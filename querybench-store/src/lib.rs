#![forbid(unsafe_code)]

pub mod error;
pub mod postgres;

pub use crate::error::StoreError;
pub use crate::postgres::{insurance_catalog, run_migrations, InsuranceQuery, PgSource};
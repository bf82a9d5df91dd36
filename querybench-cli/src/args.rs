use std::fmt;
use std::path::PathBuf;
use std::str::FromStr;
use std::time::Duration;

use clap::{Args, ValueEnum};

use crate::output::OutputFormat;

#[derive(Debug, Args, Clone)]
pub struct OutputArgs {
    #[arg(long, value_enum, default_value_t = OutputFormat::Text, global = true)]
    pub format: OutputFormat,
    #[arg(long, short, global = true)]
    pub quiet: bool,
}

#[derive(Debug, Args, Clone)]
pub struct StoreArgs {
    #[arg(long)]
    pub store: Option<String>,
    /// Pool size. `bench` raises it to the largest worker count.
    #[arg(long, default_value_t = 10)]
    pub max_connections: u32,
    /// Return connections to the pool instead of closing them after each query.
    #[arg(long)]
    pub keep_connections: bool,
}

impl StoreArgs {
    pub fn database_url(&self) -> Option<String> {
        self.store
            .clone()
            .or_else(|| std::env::var("QUERYBENCH_DATABASE_URL").ok())
            .or_else(|| std::env::var("DATABASE_URL").ok())
    }
}

#[derive(Debug, Clone, Copy, PartialEq, Eq, ValueEnum)]
pub enum CatalogKind {
    /// Insurance read queries against postgres.
    Postgres,
    /// In-memory queries with fixed delays; needs no database.
    Synthetic,
}

impl CatalogKind {
    pub fn as_str(&self) -> &'static str {
        match self {
            CatalogKind::Postgres => "postgres",
            CatalogKind::Synthetic => "synthetic",
        }
    }
}

#[derive(Debug, Args, Clone)]
pub struct CatalogArgs {
    #[arg(long, value_enum, default_value_t = CatalogKind::Postgres)]
    pub catalog: CatalogKind,
}

#[derive(Debug, Args, Clone)]
pub struct TimeoutArgs {
    #[arg(long)]
    pub query_timeout_ms: Option<u64>,
}

impl TimeoutArgs {
    pub fn duration(&self) -> Option<Duration> {
        self.query_timeout_ms.map(Duration::from_millis)
    }
}

/// A batch size on the command line; `none` means one batch of all queries.
#[derive(Debug, Clone, Copy, PartialEq, Eq)]
pub struct BatchSize(pub Option<usize>);

impl FromStr for BatchSize {
    type Err = String;

    fn from_str(s: &str) -> Result<Self, Self::Err> {
        match s.trim() {
            "none" | "all" => Ok(BatchSize(None)),
            n => n
                .parse()
                .map(|n| BatchSize(Some(n)))
                .map_err(|_| format!("invalid batch size '{n}' (expected a number or 'none')")),
        }
    }
}

impl fmt::Display for BatchSize {
    fn fmt(&self, f: &mut fmt::Formatter<'_>) -> fmt::Result {
        match self.0 {
            Some(n) => write!(f, "{n}"),
            None => f.write_str("none"),
        }
    }
}

/// Sweep grid. Flags override the request file, which overrides the defaults.
#[derive(Debug, Args, Clone)]
pub struct GridArgs {
    /// JSON or YAML file with a benchmark request.
    #[arg(long)]
    pub request: Option<PathBuf>,
    #[arg(long)]
    pub queries: Option<usize>,
    #[arg(long, value_delimiter = ',')]
    pub workers: Vec<usize>,
    #[arg(long, value_delimiter = ',')]
    pub batch_sizes: Vec<BatchSize>,
    #[arg(long)]
    pub no_threaded: bool,
    #[arg(long)]
    pub multiprocess: bool,
}

#[derive(Debug, Clone, Copy, PartialEq, Eq, ValueEnum)]
pub enum EventsKind {
    None,
    Stdout,
    Log,
}
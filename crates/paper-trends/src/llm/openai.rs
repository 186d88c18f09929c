//! OpenAI chat completions client, also used for DeepSeek and vLLM.

use async_trait::async_trait;
use reqwest::Client;
use serde_json::{Value, json};
use tracing::debug;

use super::{TextGenerator, check_status, http_client, non_empty};
use crate::config::LlmConfig;
use crate::error::GenerationResult;
use crate::models::Provider;

/// Client for `/chat/completions` endpoints.
pub struct OpenAiCompatibleClient {
    client: Client,
    provider: Provider,
    model: String,
    api_key: String,
    base_url: String,
    temperature: f32,
    max_tokens: u32,
}

impl OpenAiCompatibleClient {
    /// Create a client. vLLM falls back to the token `EMPTY` when no key is set.
    pub fn new(config: LlmConfig) -> GenerationResult<Self> {
        config.validate()?;
        Ok(Self {
            client: http_client(&config)?,
            provider: config.provider,
            model: config.model,
            api_key: config.api_key.unwrap_or_else(|| "EMPTY".to_string()),
            base_url: config.base_url,
            temperature: config.temperature,
            max_tokens: config.max_tokens,
        })
    }

    fn request_body(&self, prompt: &str, system_prompt: Option<&str>, max_tokens: u32) -> Value {
        let mut messages = Vec::with_capacity(2);
        if let Some(system) = system_prompt {
            messages.push(json!({"role": "system", "content": system}));
        }
        messages.push(json!({"role": "user", "content": prompt}));

        json!({
            "model": self.model,
            "messages": messages,
            "temperature": self.temperature,
            "max_tokens": max_tokens,
        })
    }
}

#[async_trait]
impl TextGenerator for OpenAiCompatibleClient {
    fn provider(&self) -> Provider {
        self.provider
    }

    fn model(&self) -> &str {
        &self.model
    }

    async fn generate(
        &self,
        prompt: &str,
        system_prompt: Option<&str>,
        max_tokens: Option<u32>,
    ) -> GenerationResult<String> {
        let url = format!("{}/chat/completions", self.base_url);
        let body = self.request_body(prompt, system_prompt, max_tokens.unwrap_or(self.max_tokens));

        debug!(provider = %self.provider, url = url.as_str(), "Sending chat completion request");

        let response = self
            .client
            .post(&url)
            .bearer_auth(&self.api_key)
            .json(&body)
            .send()
            .await?;
        let response = check_status(self.provider, response).await?;
        let value: Value = response.json().await?;

        non_empty(self.provider, value["choices"][0]["message"]["content"].as_str())
    }
}

impl std::fmt::Debug for OpenAiCompatibleClient {
    fn fmt(&self, f: &mut std::fmt::Formatter<'_>) -> std::fmt::Result {
        f.debug_struct("OpenAiCompatibleClient")
            .field("provider", &self.provider)
            .field("model", &self.model)
            .field("base_url", &self.base_url)
            .finish_non_exhaustive()
    }
}

#[cfg(test)]
mod tests {
    use super::*;

    #[test]
    fn test_request_body_with_system_prompt() {
        let config = LlmConfig::for_testing(Provider::DeepSeek, "http://localhost:1");
        let client = OpenAiCompatibleClient::new(config).unwrap();
        let body = client.request_body("hello", Some("be brief"), 50);

        assert_eq!(body["model"], "deepseek-chat");
        assert_eq!(body["max_tokens"], 50);
        assert_eq!(body["messages"][0]["role"], "system");
        assert_eq!(body["messages"][1]["content"], "hello");
    }

    #[test]
    fn test_vllm_without_key() {
        let mut config = LlmConfig::for_testing(Provider::Vllm, "http://localhost:8000/v1");
        config.api_key = None;
        let client = OpenAiCompatibleClient::new(config).unwrap();
        assert_eq!(client.api_key, "EMPTY");
    }
}
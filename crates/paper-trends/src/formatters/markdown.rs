//! Markdown output formatting.

use std::borrow::Cow;

use crate::models::{AnalysisReport, NarrativeSection};

/// Keywords listed in the report.
const REPORT_KEYWORDS: usize = 20;

/// Shown for an empty narrative section.
const NOT_GENERATED: &str = "_Not generated._";

/// Render the full analysis report.
#[must_use]
pub fn format_report_markdown(report: &AnalysisReport) -> String {
    let stats = &report.statistics;
    let mut output = format!("# Research Trend Report: {}\n\n", report.date);

    // Header
    let mut meta = vec![format!("**Papers analyzed**: {}", report.paper_count)];
    if let Some(at) = report.generated_at {
        meta.push(format!("**Generated**: {}", at.format("%Y-%m-%d %H:%M UTC")));
    }
    output.push_str(&format!("{}\n\n", meta.join(" | ")));

    // Statistics overview
    output.push_str("## Statistics\n\n");
    output.push_str("| Metric | Value |\n|---|---|\n");
    output.push_str(&format!("| Papers | {} |\n", stats.total_papers));
    output.push_str(&format!("| Authors | {} |\n", stats.total_authors));
    output.push_str(&format!("| Categories | {} |\n", stats.total_categories));
    if stats.summarized_papers > 0 {
        output.push_str(&format!("| Summarized papers | {} |\n", stats.summarized_papers));
    }
    output.push('\n');

    if !stats.category_distribution.is_empty() {
        output.push_str("### Top Categories\n\n| Category | Papers |\n|---|---|\n");
        for (category, count) in stats.category_distribution.iter() {
            output.push_str(&format!("| {category} | {count} |\n"));
        }
        output.push('\n');
    }

    // Keywords
    output.push_str("## Top Keywords\n\n");
    if report.keywords.is_empty() {
        output.push_str("No keywords extracted.\n\n");
    } else {
        for (i, kw) in report.keywords.iter().take(REPORT_KEYWORDS).enumerate() {
            output.push_str(&format!("{}. **{}** ({:.4})\n", i + 1, kw.keyword, kw.score));
        }
        output.push('\n');
    }

    if !report.wordcloud_path.is_empty() {
        output.push_str(&format!("![Word cloud]({})\n\n", file_name(&report.wordcloud_path)));
    }

    // Narrative, fixed order
    for section in NarrativeSection::ALL {
        let text = report.narrative.section(section);
        let body = if text.trim().is_empty() { NOT_GENERATED } else { text };
        output.push_str(&format!("## {}\n\n{body}\n\n", section.title()));
    }

    output.push_str("---\n\n*Generated by paper-trends*\n");
    output
}

/// Plain-text run summary written to the log after each analysis.
#[must_use]
pub fn format_run_summary(report: &AnalysisReport, report_location: Option<&str>) -> String {
    let stats = &report.statistics;
    let mut output = format!(
        "Analysis {}: {} papers, {} authors, {} categories\n",
        report.date, stats.total_papers, stats.total_authors, stats.total_categories
    );

    let keywords: Vec<&str> = report.keywords.iter().take(15).map(|k| k.keyword.as_str()).collect();
    output.push_str(&format!("Top keywords: {}\n", keywords.join(", ")));

    let categories: Vec<String> = stats
        .category_distribution
        .iter()
        .take(8)
        .map(|(c, n)| format!("{c} ({n})"))
        .collect();
    output.push_str(&format!("Top categories: {}\n", categories.join(", ")));

    let preview = preview(&report.narrative.full_text, 500);
    if !preview.is_empty() {
        output.push_str(&format!("Narrative preview: {preview}\n"));
    }

    if let Some(location) = report_location {
        output.push_str(&format!("Report: {location}\n"));
    }
    output
}

/// At most `max_chars` characters, with an ellipsis when cut.
fn preview(text: &str, max_chars: usize) -> Cow<'_, str> {
    match text.char_indices().nth(max_chars) {
        Some((idx, _)) => Cow::Owned(format!("{}...", &text[..idx])),
        None => Cow::Borrowed(text),
    }
}

/// Reports sit next to the image, so a relative link is enough.
fn file_name(path: &str) -> &str {
    path.rsplit(['/', '\\']).next().unwrap_or(path)
}
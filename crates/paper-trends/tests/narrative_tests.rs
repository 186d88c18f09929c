//! Narrative synthesis tests: section parsing and provider-backed generation.

use std::sync::Arc;

use serde_json::json;
use wiremock::matchers::{body_string_contains, method, path};
use wiremock::{Mock, MockServer, ResponseTemplate};

use paper_trends::analysis::{
    FAILURE_PREFIX, NarrativeSynthesizer, PromptOptions, build_prompt, parse_response,
};
use paper_trends::config::LlmConfig;
use paper_trends::llm::create_generator;
use paper_trends::models::{Keyword, NarrativeSection, Paper, Provider, Topic};

fn papers() -> Vec<Paper> {
    vec![
        Paper {
            id: "2401.00001".into(),
            title: "Sparse mixture of experts at scale".into(),
            categories: vec!["cs.LG".into()],
            ..Default::default()
        },
        Paper {
            id: "2401.00002".into(),
            title: "Tool-using language agents".into(),
            categories: vec!["cs.CL".into(), "cs.AI".into()],
            ..Default::default()
        },
    ]
}

// =============================================================================
// Parser
// =============================================================================

#[test]
fn test_only_future_directions_heading() {
    let response = "Some preamble.\n### Future Directions\n- embodied agents\n- world models\n";
    let narrative = parse_response(response);

    assert!(narrative.hotspots.is_empty());
    assert!(narrative.trends.is_empty());
    assert!(narrative.research_ideas.is_empty());
    assert_eq!(
        narrative.future_directions,
        "### Future Directions\n- embodied agents\n- world models"
    );
    assert_eq!(narrative.full_text, response);
}

#[test]
fn test_first_matching_trigger_wins() {
    // "trend" is checked before "future", so this line opens the trends section.
    let narrative = parse_response("## Future trends\ncontent");
    assert_eq!(narrative.trends, "## Future trends\ncontent");
    assert!(narrative.future_directions.is_empty());
}

#[test]
fn test_repeated_section_keeps_last_block() {
    let narrative = parse_response("## Hotspots\nfirst\n## Trends\nmid\n## Hotspots again\nsecond");
    assert_eq!(narrative.hotspots, "## Hotspots again\nsecond");
    assert_eq!(narrative.trends, "## Trends\nmid");
}

#[test]
fn test_uppercase_ascii_heading_matches() {
    let narrative = parse_response("# RESEARCH IDEAS\n1. something");
    assert_eq!(narrative.section(NarrativeSection::ResearchIdeas), "# RESEARCH IDEAS\n1. something");
}

#[test]
fn test_chinese_headings() {
    let narrative = parse_response("### 1. 当前研究热点\n内容A\n### 2. 技术发展趋势\n内容B\n### 4. 研究想法与创新点\n内容C");
    assert_eq!(narrative.hotspots, "### 1. 当前研究热点\n内容A");
    assert_eq!(narrative.trends, "### 2. 技术发展趋势\n内容B");
    assert_eq!(narrative.research_ideas, "### 4. 研究想法与创新点\n内容C");
}

// =============================================================================
// Prompt
// =============================================================================

#[test]
fn test_prompt_is_deterministic() {
    let keywords = vec![Keyword { keyword: "mixture of".into(), score: 0.2 }];
    let topics = vec![Topic { topic_id: 1, keywords: vec!["experts".into()], weights: vec![3.0] }];
    let options = PromptOptions::default();

    let first = build_prompt(&papers(), None, &keywords, &topics, &options);
    let second = build_prompt(&papers(), None, &keywords, &topics, &options);
    assert_eq!(first, second);
    assert!(first.contains("1. Sparse mixture of experts at scale"));
    assert!(first.contains("Categories: cs.CL, cs.AI"));
    assert!(first.contains("Topic 1: experts"));
    assert!(first.contains("answer in English"));
}

#[test]
fn test_prompt_language_is_configurable() {
    let options = PromptOptions { language: "Chinese".into(), ..PromptOptions::default() };
    let prompt = build_prompt(&papers(), None, &[], &[], &options);
    assert!(prompt.contains("answer in Chinese"));
}

// =============================================================================
// Provider-backed synthesis
// =============================================================================

#[tokio::test]
async fn test_synthesize_with_mock_provider() {
    let mock_server = MockServer::start().await;

    Mock::given(method("POST"))
        .and(path("/chat/completions"))
        .and(body_string_contains("Tool-using language agents"))
        .respond_with(ResponseTemplate::new(200).set_body_json(json!({
            "choices": [{"message": {"role": "assistant",
                "content": "### 1. Current Research Hotspots\n- agents\n### 2. Technical Trends\n- MoE"}}]
        })))
        .expect(1)
        .mount(&mock_server)
        .await;

    let generator =
        create_generator(LlmConfig::for_testing(Provider::OpenAi, &mock_server.uri())).unwrap();
    let synthesizer = NarrativeSynthesizer::new(Some(generator), PromptOptions::default());

    let narrative = synthesizer.synthesize(&papers(), None, &[], &[]).await;

    assert_eq!(narrative.hotspots, "### 1. Current Research Hotspots\n- agents");
    assert_eq!(narrative.trends, "### 2. Technical Trends\n- MoE");
    assert!(narrative.future_directions.is_empty());
}

#[tokio::test]
async fn test_synthesize_provider_error_becomes_failure_text() {
    let mock_server = MockServer::start().await;

    Mock::given(method("POST"))
        .respond_with(ResponseTemplate::new(401).set_body_string("invalid key"))
        .mount(&mock_server)
        .await;

    let generator =
        create_generator(LlmConfig::for_testing(Provider::DeepSeek, &mock_server.uri())).unwrap();
    let synthesizer = NarrativeSynthesizer::new(Some(Arc::clone(&generator)), PromptOptions::default());

    let narrative = synthesizer.synthesize(&papers(), None, &[], &[]).await;

    for section in NarrativeSection::ALL {
        let text = narrative.section(section);
        assert!(text.starts_with(FAILURE_PREFIX), "{section:?}: {text}");
        assert!(text.contains("401"));
    }
    assert!(narrative.full_text.is_empty());
}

◆ **Your goal**
Among the records above, extract exactly the lines from the line with "use std::str::FromStr;" to the line with "pub struct CatalogArgs", both lines included, and leave out the rest.

◆ **Response to this task**
use std::str::FromStr;
use std::time::Duration;

use clap::{Args, ValueEnum};

use crate::output::OutputFormat;

#[derive(Debug, Args, Clone)]
pub struct OutputArgs {
    #[arg(long, value_enum, default_value_t = OutputFormat::Text, global = true)]
    pub format: OutputFormat,
    #[arg(long, short, global = true)]
    pub quiet: bool,
}

#[derive(Debug, Args, Clone)]
pub struct StoreArgs {
    #[arg(long)]
    pub store: Option<String>,
    /// Pool size. `bench` raises it to the largest worker count.
    #[arg(long, default_value_t = 10)]
    pub max_connections: u32,
    /// Return connections to the pool instead of closing them after each query.
    #[arg(long)]
    pub keep_connections: bool,
}

impl StoreArgs {
    pub fn database_url(&self) -> Option<String> {
        self.store
            .clone()
            .or_else(|| std::env::var("QUERYBENCH_DATABASE_URL").ok())
            .or_else(|| std::env::var("DATABASE_URL").ok())
    }
}

#[derive(Debug, Clone, Copy, PartialEq, Eq, ValueEnum)]
pub enum CatalogKind {
    /// Insurance read queries against postgres.
    Postgres,
    /// In-memory queries with fixed delays; needs no database.
    Synthetic,
}

impl CatalogKind {
    pub fn as_str(&self) -> &'static str {
        match self {
            CatalogKind::Postgres => "postgres",
            CatalogKind::Synthetic => "synthetic",
        }
    }
}

#[derive(Debug, Args, Clone)]
pub struct CatalogArgs {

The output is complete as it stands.